Es sollte jedoch in Den Haag im Haus des Internationalen Strafgerichtshofs und des Internationalen Gerichtshofs gegründet werden. Heute sind die einzigen Kosovaren, die auf ihm sitzen, diejenigen, die sich einer Probe stellen - Richter, Staatsanwaltschaften und Hilfspersonal waren und sind alle international.
Unter der europäischen Aufsicht sind Führer und Geldgeber zu Meistern und Controllern geworden. Institutionen, die das Vertrauen in die Governance und die Rechenschaftspflicht zwischen den Bürgern und der Regierung aufbauen, wurden in wenig mehr umgewandelt als Fahrzeuge, um die europäischen politischen Ziele voranzutreiben, die sich deutlich von den amerikanischen unterscheiden.
Dies wird durch die Auseinandersetzung mit dem letzten Sommervertrag über die Normalisierung der Beziehungen zwischen Serbien und Kosovo erklärt, eine Vereinbarung, die das Hauptziel Amerikas auf dem westlichen Balkan seit mehr als einem Jahrzehnt war.

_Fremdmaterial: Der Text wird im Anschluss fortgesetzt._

/// A stub entry: decodes the raw request body, computes, re-encodes.
pub type StubFn = fn(&Value, &StubOptions) -> Result<Value, serde_json::Error>;

/// Dispatch table from operation kind to its stub computation.
pub struct StubTable {
  entries: HashMap<Operation, StubFn>,
  options: StubOptions,
}

impl StubTable {
  /// Table with every operation's stub registered.
  pub fn with_defaults(options: StubOptions) -> Self {
    let mut table = Self::empty(options);
    table.register(Operation::MatchJobs, match_jobs_value);
    table.register(Operation::GapAnalysis, gap_analysis_value);
    table.register(Operation::SalaryImpact, salary_impact_value);
    table.register(Operation::Curriculum, curriculum_value);
    table.register(Operation::MarketInsights, market_insights_value);
    table.register(Operation::CoachChat, coach_chat_value);
    table.register(Operation::GenerateCourse, generate_course_value);
    table
  }

  /// Table with no stubs registered; lookups always miss.
  pub fn empty(options: StubOptions) -> Self {
    Self {
      entries: HashMap::new(),
      options,
    }
  }

  pub fn register(&mut self, operation: Operation, stub: StubFn) {
    self.entries.insert(operation, stub);
  }

  pub fn options(&self) -> &StubOptions {
    &self.options
  }

  /// Run the stub for `operation`, if one is registered.
  pub fn run(&self, operation: Operation, request: &Value) -> Option<Result<Value, serde_json::Error>> {
    self
      .entries
      .get(&operation)
      .map(|stub| stub(request, &self.options))
  }
}

fn match_jobs_value(request: &Value, options: &StubOptions) -> Result<Value, serde_json::Error> {
  let request: SkillsRequest = serde_json::from_value(request.clone())?;
  serde_json::to_value(match_jobs(&request, options))
}

fn gap_analysis_value(request: &Value, options: &StubOptions) -> Result<Value, serde_json::Error> {
  let request: SkillsRequest = serde_json::from_value(request.clone())?;
  serde_json::to_value(gap_analysis(&request, options))
}

fn salary_impact_value(request: &Value, options: &StubOptions) -> Result<Value, serde_json::Error> {
  let request: SalaryImpactRequest = serde_json::from_value(request.clone())?;
  serde_json::to_value(salary_impact(&request, options))
}

fn curriculum_value(request: &Value, options: &StubOptions) -> Result<Value, serde_json::Error> {
  let request: CurriculumRequest = serde_json::from_value(request.clone())?;
  serde_json::to_value(curriculum(&request, options))
}

fn market_insights_value(request: &Value, options: &StubOptions) -> Result<Value, serde_json::Error> {
  let request: SkillsRequest = serde_json::from_value(request.clone())?;
  serde_json::to_value(market_insights(&request, options))
}

fn coach_chat_value(request: &Value, options: &StubOptions) -> Result<Value, serde_json::Error> {
  let request: CoachChatRequest = serde_json::from_value(request.clone())?;
  serde_json::to_value(coach_chat(&request, options))
}

fn generate_course_value(request: &Value, options: &StubOptions) -> Result<Value, serde_json::Error> {
  let request: CourseRequest = serde_json::from_value(request.clone())?;
  serde_json::to_value(generate_course(&request, options))
}

#[cfg(test)]
mod tests {
  use super::*;

  fn skills(s: &[&str]) -> SkillsRequest {
    SkillsRequest {
      skills: s.iter().map(|s| s.to_string()).collect(),
    }
  }

  #[test]
  fn match_jobs_requires_exact_membership() {
    let response = match_jobs(&skills(&["html", "css", "javascript"]), &StubOptions::default());
    let titles: Vec<_> = response
      .qualified_jobs
      .iter()
      .map(|j| j.title.as_str())
      .collect();
    assert_eq!(titles, vec!["Junior Web Developer"]);

    // "reactjs" does not count as "react" here, unlike match scoring
    let response = match_jobs(
      &skills(&["html", "css", "javascript", "reactjs", "git"]),
      &StubOptions::default(),
    );
    let titles: Vec<_> = response
      .qualified_jobs
      .iter()
      .map(|j| j.title.as_str())
      .collect();
    assert_eq!(titles, vec!["Junior Web Developer"]);
  }

  #[test]
  fn match_jobs_is_idempotent() {
    let request = skills(&["html", "css", "javascript", "react", "git"]);
    let first = match_jobs(&request, &StubOptions::default());
    let second = match_jobs(&request, &StubOptions::default());
    assert_eq!(first, second);
  }

  #[test]
  fn match_jobs_empty_unless_demo_guaranteed() {
    let truthful = match_jobs(&skills(&["cobol"]), &StubOptions::default());
    assert!(truthful.qualified_jobs.is_empty());

    let demo = match_jobs(
      &skills(&["cobol"]),
      &StubOptions {
        guarantee_non_empty: true,
      },
    );
    assert_eq!(demo.qualified_jobs.len(), 1);
    assert_eq!(demo.qualified_jobs[0].title, "Junior Web Developer");
  }

  #[test]
  fn gap_analysis_excludes_held_skills() {
    let response = gap_analysis(&skills(&["react", "python"]), &StubOptions::default());
    let recommended: Vec<_> = response
      .analysis
      .recommendations
      .iter()
      .map(|g| g.skill.as_str())
      .collect();
    assert_eq!(recommended.len(), 2);
    assert!(!recommended.contains(&"react"));
    assert!(!recommended.contains(&"python"));
  }

  #[test]
  fn gap_analysis_returns_top_two_in_rank_order() {
    let response = gap_analysis(&skills(&["html", "css", "javascript"]), &StubOptions::default());
    let recommended: Vec<_> = response
      .analysis
      .recommendations
      .iter()
      .map(|g| g.skill.as_str())
      .collect();
    assert_eq!(recommended, vec!["react", "git"]);
  }

  #[test]
  fn salary_impact_prerequisite_bonus_is_monotonic() {
    let with_prereq = salary_impact(
      &SalaryImpactRequest {
        skills: vec!["javascript".to_string()],
        new_skill: "react".to_string(),
      },
      &StubOptions::default(),
    );
    let without = salary_impact(
      &SalaryImpactRequest {
        skills: vec![],
        new_skill: "react".to_string(),
      },
      &StubOptions::default(),
    );
    assert!(
      with_prereq.potential_salary_increase_rwf >= without.potential_salary_increase_rwf
    );
    assert_eq!(with_prereq.potential_salary_increase_rwf, 300_000);
  }

  #[test]
  fn salary_impact_normalizes_target_skill() {
    let response = salary_impact(
      &SalaryImpactRequest {
        skills: vec!["javascript".to_string()],
        new_skill: " React ".to_string(),
      },
      &StubOptions::default(),
    );
    assert_eq!(response.potential_salary_increase_rwf, 300_000);
  }

  #[test]
  fn curriculum_falls_back_to_generic_resource() {
    let response = curriculum(
      &CurriculumRequest {
        skills_to_learn: vec!["react".to_string(), "basket weaving".to_string()],
      },
      &StubOptions::default(),
    );
    let path = &response.curriculum.learning_path;
    assert_eq!(path.len(), 2);
    assert_eq!(path[0].resource, "https://klab.rw/");
    assert_eq!(path[1].resource, catalog::GENERIC_RESOURCE);
    assert!(path[1].project.contains("basket weaving"));
  }

  #[test]
  fn market_insights_are_contextual_and_padded() {
    let web = market_insights(&skills(&["react"]), &StubOptions::default());
    assert!(web.insights.insights.len() >= catalog::MIN_INSIGHTS);
    assert!(web.insights.insights[0].contains("Front-end"));

    // No recognizable category still yields the minimum count
    let none = market_insights(&skills(&["cobol"]), &StubOptions::default());
    assert_eq!(none.insights.insights.len(), catalog::MIN_INSIGHTS);
  }

  #[test]
  fn coach_chat_keys_off_the_question() {
    let next = coach_chat(
      &CoachChatRequest {
        question: "What should I learn NEXT?".to_string(),
        ..Default::default()
      },
      &StubOptions::default(),
    );
    assert!(next.chat.answer.contains("React"));

    let general = coach_chat(
      &CoachChatRequest {
        question: "How do I stay motivated?".to_string(),
        ..Default::default()
      },
      &StubOptions::default(),
    );
    assert!(general.chat.answer.contains("45 minutes"));
    assert_eq!(general.chat.follow_ups.len(), 3);
  }

  #[test]
  fn course_outline_is_parameterized_by_skill() {
    let response = generate_course(
      &CourseRequest {
        target_skill: "sql".to_string(),
        level: None,
      },
      &StubOptions::default(),
    );
    assert_eq!(response.course.title, "sql in 2 Weeks (Practical)");
    assert_eq!(response.course.modules.len(), 2);
    assert_eq!(response.course.project.title, "sql Mini App");

    let default = generate_course(&CourseRequest::default(), &StubOptions::default());
    assert_eq!(default.course.title, "React in 2 Weeks (Practical)");
  }

  #[test]
  fn default_table_covers_every_operation() {
    let table = StubTable::with_defaults(StubOptions::default());
    // All request types default-fill their fields, so an empty body decodes
    let request = serde_json::json!({});
    for operation in Operation::ALL {
      let result = table.run(operation, &request);
      assert!(result.is_some(), "no stub for {operation:?}");
      assert!(result.expect("registered").is_ok());
    }
  }

  #[test]
  fn table_dispatches_by_operation() {
    let table = StubTable::with_defaults(StubOptions::default());
    let request = serde_json::json!({ "skills": ["html", "css", "javascript"] });

    let payload = table
      .run(Operation::MatchJobs, &request)
      .expect("stub registered")
      .expect("stub encodes");
    let response: MatchJobsResponse = serde_json::from_value(payload).expect("schema parity");
    assert_eq!(response.qualified_jobs.len(), 1);

    let empty = StubTable::empty(StubOptions::default());
    assert!(empty.run(Operation::MatchJobs, &request).is_none());
  }
}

Für Juni wurde ein Treffen zur Unterzeichnung einer Vereinbarung von Washington zwischen den Präsidenten Serbiens und Kosovo geplant. Dieses Treffen geschah nicht.
Stunden bevor der Kosovo-Präsident Hashim Thaci über den Atlantik fliegt, gab der Sonderstaatsanwalt in Den Haag bekannt, dass er eine Anklage vor Gericht gestellt hatte. Der Guerilla-Leiter, der in einen Politiker und drei seiner Mitarbeiter umgewandelt wurde, würde während der 1990er-Jahre-Konflikt gegen die Menschheit nach Verbrechen gegen die Menschlichkeit ausprobiert werden. So musste das Washington Treffen abgebrochen werden.
Der Moment der Ankündigung schien mehr als zufällig, vor allem, da es dem Verfahren entgegen stand.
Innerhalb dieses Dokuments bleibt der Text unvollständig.